Resistencias en Israel, dudas en el Congreso

El acuerdo generó resistencias en sectores clave. El primer ministro israelí Benjamin Netanyahu acató el entendimiento sin renunciar a la ocupación militar del sur del Líbano, y enfrenta críticas internas porque el memorando no garantiza una retirada iraní de la región ni limita de inmediato la capacidad nuclear de Teherán, dos de los objetivos centrales de la seguridad israelí. Pese al acuerdo, reportes de medios internacionales indicaron que Israel y Hezbolá continuaron con enfrentamientos en el sur del Líbano.

En el plano interno estadounidense, Trump también deberá convencer a sectores del Partido Republicano escépticos ante las concesiones otorgadas a Irán sin contrapartidas equivalentes y claras. El secretario general de la OTAN, Mark Rutte, valoró el acuerdo como «una oportunidad nueva para garantizar que Irán nunca obtenga un arma nuclear» y destacó que la reapertura del Estrecho de Ormuz representa «un gran paso adelante», aunque advirtió que «restaurar los flujos va a llevar tiempo».

Antecedentes: de la guerra al memorando

El conflicto bélico entre Estados Unidos e Irán comenzó el 28 de febrero de 2026 y generó un impacto inmediato en la economía global: el bloqueo del Estrecho de Ormuz disparó el precio del barril de petróleo más de un 50% desde el inicio de las hostilidades. En Argentina, ese sacudón se tradujo en aumentos acumulados del 23% en los combustibles, según datos relevados por este medio en cobertura previa. En abril, ambas partes acordaron un alto el fuego provisional para habilitar negociaciones, aunque los ataques continuaron de manera intermitente. El proceso negociador contó con la mediación de Pakistán y Omán, entre otros actores regionales.

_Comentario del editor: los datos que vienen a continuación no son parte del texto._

// 📊 Aggregation Layer - pure views over a Document
//
// Window filters are half-open [start, end) string comparisons on canonical
// timestamps. Search matches the record's JSON form, case-insensitively.
// Nothing here mutates or persists.

use crate::entities::{Document, Expense, Payment, Student};
use crate::temporal::{month_label, Window};
use chrono::FixedOffset;
use serde::{Deserialize, Serialize};
use std::collections::{HashMap, HashSet};

// ============================================================================
// SEARCH
// ============================================================================

/// True when the record's serialized form contains `term`, ignoring case.
/// An empty term matches everything.
pub fn matches_search<T: Serialize>(record: &T, term: &str) -> bool {
    if term.is_empty() {
        return true;
    }
    match serde_json::to_string(record) {
        Ok(json) => json.to_lowercase().contains(&term.to_lowercase()),
        Err(_) => false,
    }
}

// ============================================================================
// FILTERS
// ============================================================================

/// Students enrolled inside the window, plus students with no enrollment date
pub fn filter_students<'a>(doc: &'a Document, window: &Window, search: &str) -> Vec<&'a Student> {
    doc.students
        .iter()
        .filter(|s| s.enrolled_at.as_deref().map_or(true, |ts| window.contains(ts)))
        .filter(|s| matches_search(*s, search))
        .collect()
}

/// Payments paid inside the window; undated payments never match
pub fn filter_payments<'a>(doc: &'a Document, window: &Window, search: &str) -> Vec<&'a Payment> {
    doc.payments
        .iter()
        .filter(|p| p.paid_at.as_deref().map_or(false, |ts| window.contains(ts)))
        .filter(|p| matches_search(*p, search))
        .collect()
}

/// Expenses paid inside the window; undated expenses never match
pub fn filter_expenses<'a>(doc: &'a Document, window: &Window, search: &str) -> Vec<&'a Expense> {
    doc.expenses
        .iter()
        .filter(|e| e.paid_at.as_deref().map_or(false, |ts| window.contains(ts)))
        .filter(|e| matches_search(*e, search))
        .collect()
}

// ============================================================================
// TOTALS
// ============================================================================

pub fn revenue_total(payments: &[&Payment]) -> f64 {
    payments.iter().map(|p| p.amount()).sum()
}

pub fn expense_total(expenses: &[&Expense]) -> f64 {
    expenses.iter().map(|e| e.amount()).sum()
}

pub fn profit(revenue: f64, expenses: f64) -> f64 {
    revenue - expenses
}

/// Distinct payers: student id, falling back to note, then payment id
pub fn paid_student_count(payments: &[&Payment]) -> usize {
    payments
        .iter()
        .map(|p| p.payer_key())
        .collect::<HashSet<_>>()
        .len()
}

// ============================================================================
// YEARLY SERIES
// ============================================================================

#[derive(Debug, Clone, PartialEq, Serialize, Deserialize)]
pub struct MonthTotals {
    /// 1-based month number
    pub month: u32,
    pub label: String,
    pub revenue: f64,
    pub expenses: f64,
    pub profit: f64,
}

/// Revenue and expenses for each calendar month of `year`, over the whole
/// document. Search and the reporting window do not apply.
pub fn yearly_series(doc: &Document, year: i32, offset: &FixedOffset) -> Vec<MonthTotals> {
    (1..=12)
        .filter_map(|month| {
            let window = Window::month_at(year, month, offset)?;
            let revenue = revenue_total(&filter_payments(doc, &window, ""));
            let expenses = expense_total(&filter_expenses(doc, &window, ""));
            Some(MonthTotals {
                month,
                label: month_label(month).to_string(),
                revenue,
                expenses,
                profit: profit(revenue, expenses),
            })
        })
        .collect()
}

// ============================================================================
// BY STAFF
// ============================================================================

#[derive(Debug, Clone, PartialEq, Serialize, Deserialize)]
pub struct StaffTotal {
    pub name: String,
    pub total: f64,
}

/// Payment amounts grouped by `received_by`, in first-seen order
pub fn by_staff_totals(payments: &[&Payment]) -> Vec<StaffTotal> {
    let mut totals: Vec<StaffTotal> = Vec::new();
    let mut index: HashMap<&str, usize> = HashMap::new();

    for payment in payments {
        let slot = *index
            .entry(payment.received_by())
            .or_insert_with(|| {
                totals.push(StaffTotal {
                    name: payment.received_by().to_string(),
                    total: 0.0,
                });
                totals.len() - 1
            });
        totals[slot].total += payment.amount();
    }

    totals
}

// ============================================================================
// FILTERED VIEW + SUMMARY
// ============================================================================

/// The three filtered lists for one window and search term
#[derive(Debug, Clone)]
pub struct FilteredView<'a> {
    pub students: Vec<&'a Student>,
    pub payments: Vec<&'a Payment>,
    pub expenses: Vec<&'a Expense>,
}

impl<'a> FilteredView<'a> {
    pub fn new(doc: &'a Document, window: &Window, search: &str) -> Self {
        FilteredView {
            students: filter_students(doc, window, search),
            payments: filter_payments(doc, window, search),
            expenses: filter_expenses(doc, window, search),
        }
    }

    pub fn summary(&self) -> Summary {
        let revenue = revenue_total(&self.payments);
        let expenses = expense_total(&self.expenses);
        Summary {
            revenue,
            payment_count: self.payments.len(),
            expense_total: expenses,
            expense_count: self.expenses.len(),
            profit: profit(revenue, expenses),
            student_count: self.students.len(),
            paid_student_count: paid_student_count(&self.payments),
        }
    }

    pub fn by_staff(&self) -> Vec<StaffTotal> {
        by_staff_totals(&self.payments)
    }
}

/// KPI figures for one window and search term
#[derive(Debug, Clone, PartialEq, Serialize, Deserialize)]
pub struct Summary {
    pub revenue: f64,
    pub payment_count: usize,
    pub expense_total: f64,
    pub expense_count: usize,
    pub profit: f64,
    pub student_count: usize,
    pub paid_student_count: usize,
}

impl Summary {
    pub fn compute(doc: &Document, window: &Window, search: &str) -> Self {
        FilteredView::new(doc, window, search).summary()
    }

    pub fn is_profitable(&self) -> bool {
        self.profit >= 0.0
    }
}

// ============================================================================
// TESTS
// ============================================================================
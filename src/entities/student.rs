// 🎓 Student Entity
//
// Status is an open string in storage; `StudentStatus` is what forms accept.

use super::{lenient, text_or_empty};
use serde::{Deserialize, Serialize};
use serde_json::{Map, Value};
use std::fmt;
use std::str::FromStr;

// ============================================================================
// STUDENT STATUS
// ============================================================================

#[derive(Debug, Clone, Copy, PartialEq, Eq, Serialize, Deserialize)]
pub enum StudentStatus {
    /// Interested, nothing signed yet
    Lead,
    /// Signed up for a program
    Enrolled,
    /// At least one payment received
    Paid,
}

impl StudentStatus {
    pub fn as_str(&self) -> &'static str {
        match self {
            StudentStatus::Lead => "lead",
            StudentStatus::Enrolled => "enrolled",
            StudentStatus::Paid => "paid",
        }
    }
}

impl Default for StudentStatus {
    fn default() -> Self {
        StudentStatus::Lead
    }
}

impl fmt::Display for StudentStatus {
    fn fmt(&self, f: &mut fmt::Formatter<'_>) -> fmt::Result {
        f.write_str(self.as_str())
    }
}

impl FromStr for StudentStatus {
    type Err = String;

    fn from_str(s: &str) -> Result<Self, Self::Err> {
        match s.trim().to_lowercase().as_str() {
            "lead" => Ok(StudentStatus::Lead),
            "enrolled" => Ok(StudentStatus::Enrolled),
            "paid" => Ok(StudentStatus::Paid),
            other => Err(other.to_string()),
        }
    }
}

// ============================================================================
// STUDENT
// ============================================================================

#[derive(Debug, Clone, PartialEq, Default, Serialize, Deserialize)]
#[serde(rename_all = "camelCase")]
pub struct Student {
    #[serde(default, deserialize_with = "lenient::text", skip_serializing_if = "String::is_empty")]
    pub id: String,

    #[serde(default, deserialize_with = "lenient::opt_text", skip_serializing_if = "Option::is_none")]
    pub name: Option<String>,

    #[serde(default, deserialize_with = "lenient::opt_text", skip_serializing_if = "Option::is_none")]
    pub phone: Option<String>,

    #[serde(default, deserialize_with = "lenient::opt_text", skip_serializing_if = "Option::is_none")]
    pub program: Option<String>,

    /// Stored verbatim; see `StudentStatus` for the accepted values on input
    #[serde(default, deserialize_with = "lenient::opt_text", skip_serializing_if = "Option::is_none")]
    pub status: Option<String>,

    /// Canonical timestamp; students without one appear in every window
    #[serde(default, deserialize_with = "lenient::opt_text", skip_serializing_if = "Option::is_none")]
    pub enrolled_at: Option<String>,

    #[serde(flatten)]
    pub extra: Map<String, Value>,
}

impl Student {
    pub fn name(&self) -> &str {
        text_or_empty(&self.name)
    }

    /// Parsed status, if it is one of the known values
    pub fn known_status(&self) -> Option<StudentStatus> {
        self.status.as_deref().and_then(|s| s.parse().ok())
    }
}
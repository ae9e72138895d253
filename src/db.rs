use crate::error::Result;
use crate::storage::Storage;
use rusqlite::{params, Connection, OptionalExtension};
use std::path::Path;
use tracing::debug;

/// SQLite-backed key-value storage (one row per key)
pub struct SqliteStorage {
    conn: Connection,
}

impl SqliteStorage {
    /// Open (or create) the database file and make sure the table exists
    pub fn open(path: &Path) -> Result<Self> {
        let conn = Connection::open(path)?;
        setup_database(&conn)?;
        Ok(SqliteStorage { conn })
    }

    pub fn in_memory() -> Result<Self> {
        let conn = Connection::open_in_memory()?;
        setup_database(&conn)?;
        Ok(SqliteStorage { conn })
    }

    pub fn count(&self) -> Result<i64> {
        let count = self
            .conn
            .query_row("SELECT COUNT(*) FROM kv_store", [], |row| row.get(0))?;
        Ok(count)
    }
}

pub fn setup_database(conn: &Connection) -> Result<()> {
    // Enable WAL mode for crash recovery
    conn.pragma_update(None, "journal_mode", "WAL")?;

    conn.execute(
        "CREATE TABLE IF NOT EXISTS kv_store (
            key TEXT PRIMARY KEY NOT NULL,
            value TEXT NOT NULL,
            updated_at DATETIME DEFAULT CURRENT_TIMESTAMP
        )",
        [],
    )?;

    Ok(())
}

impl Storage for SqliteStorage {
    fn get(&self, key: &str) -> Result<Option<String>> {
        let value = self
            .conn
            .query_row(
                "SELECT value FROM kv_store WHERE key = ?1",
                params![key],
                |row| row.get(0),
            )
            .optional()?;
        Ok(value)
    }

    fn set(&mut self, key: &str, value: &str) -> Result<()> {
        self.conn.execute(
            "INSERT INTO kv_store (key, value, updated_at)
             VALUES (?1, ?2, CURRENT_TIMESTAMP)
             ON CONFLICT(key) DO UPDATE SET
                value = excluded.value,
                updated_at = CURRENT_TIMESTAMP",
            params![key, value],
        )?;
        debug!("Stored {} bytes under '{}'", value.len(), key);
        Ok(())
    }

    fn remove(&mut self, key: &str) -> Result<()> {
        self.conn
            .execute("DELETE FROM kv_store WHERE key = ?1", params![key])?;
        Ok(())
    }
}

#[cfg(test)]
mod tests {
    use super::*;

    #[test]
    fn test_set_is_an_upsert() {
        let mut storage = SqliteStorage::in_memory().unwrap();

        storage.set("ledger", "{\"staff\":[]}").unwrap();
        storage.set("ledger", "{\"staff\":[\"Adham\"]}").unwrap();

        assert_eq!(storage.count().unwrap(), 1);
        assert_eq!(
            storage.get("ledger").unwrap().as_deref(),
            Some("{\"staff\":[\"Adham\"]}")
        );
    }

    #[test]
    fn test_missing_key_is_none() {
        let storage = SqliteStorage::in_memory().unwrap();
        assert_eq!(storage.get("nothing").unwrap(), None);
    }

    #[test]
    fn test_remove() {
        let mut storage = SqliteStorage::in_memory().unwrap();
        storage.set("a", "1").unwrap();
        storage.set("b", "2").unwrap();

        storage.remove("a").unwrap();
        storage.remove("a").unwrap();

        assert_eq!(storage.get("a").unwrap(), None);
        assert_eq!(storage.get("b").unwrap().as_deref(), Some("2"));
        assert_eq!(storage.count().unwrap(), 1);
    }

    #[test]
    fn test_setup_is_idempotent() {
        let conn = Connection::open_in_memory().unwrap();
        setup_database(&conn).unwrap();
        setup_database(&conn).unwrap();
    }
}
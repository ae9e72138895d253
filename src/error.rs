// ⚠️ Errors - library error type and form validation errors

use thiserror::Error;

/// Result type for ledger operations
pub type Result<T> = std::result::Result<T, Error>;

#[derive(Error, Debug)]
pub enum Error {
    /// Import bytes were not well-formed JSON; storage left unchanged
    #[error("Invalid JSON: {0}")]
    ImportInvalid(#[source] serde_json::Error),

    /// Form input rejected before touching the document
    #[error("Invalid input: {0}")]
    Validation(#[from] ValidationError),

    /// Backend-specific failure that has no better home
    #[error("Storage error: {0}")]
    Storage(String),

    #[error("IO error: {0}")]
    Io(#[from] std::io::Error),

    #[error("SQLite error: {0}")]
    Sqlite(#[from] rusqlite::Error),

    #[error("Serialization error: {0}")]
    Serialize(#[from] serde_json::Error),

    #[error("Configuration error: {0}")]
    Config(String),
}

/// Reasons a form submission is refused
#[derive(Error, Debug, Clone, PartialEq)]
pub enum ValidationError {
    #[error("name must not be empty")]
    EmptyName,

    #[error("category must not be empty")]
    EmptyCategory,

    #[error("amount must be a positive number, got {0}")]
    InvalidAmount(f64),

    #[error("unknown student status '{0}' (expected lead, enrolled or paid)")]
    UnknownStatus(String),

    #[error("unknown payment method '{0}' (expected cash, card, bank, transfer or other)")]
    UnknownMethod(String),

    #[error("staff member '{0}' already exists")]
    DuplicateStaff(String),
}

Los líderes del G7 reunidos en Francia respaldaron el acuerdo y lo calificaron en un comunicado conjunto como «una oportunidad histórica para impedir que Irán adquiera armas nucleares», según difundieron durante la cumbre. El G7 se declaró «dispuesto a contribuir a su implementación». El memorando también prevé un mecanismo ejecutivo de supervisión respaldado por una resolución vinculante del Consejo de Seguridad de la ONU.

Puntos clave

  • Trump y Pezeshkian firmaron digitalmente el memorando de 14 puntos el miércoles 17 de junio desde Versalles y Teherán respectivamente.
  • El acuerdo establece un alto el fuego de 60 días y la reapertura inmediata del Estrecho de Ormuz, cerrado desde el inicio del conflicto en febrero.
  • El levantamiento de sanciones será gradual y condicionado a los avances en las negociaciones nucleares.
  • Trump advirtió que el acuerdo no es definitivo y amenazó con reanudar los ataques si el memorando no satisface a su administración.
  • Israel y Hezbolá continuaron con escaramuzas en el sur del Líbano pese al anuncio del cese de hostilidades.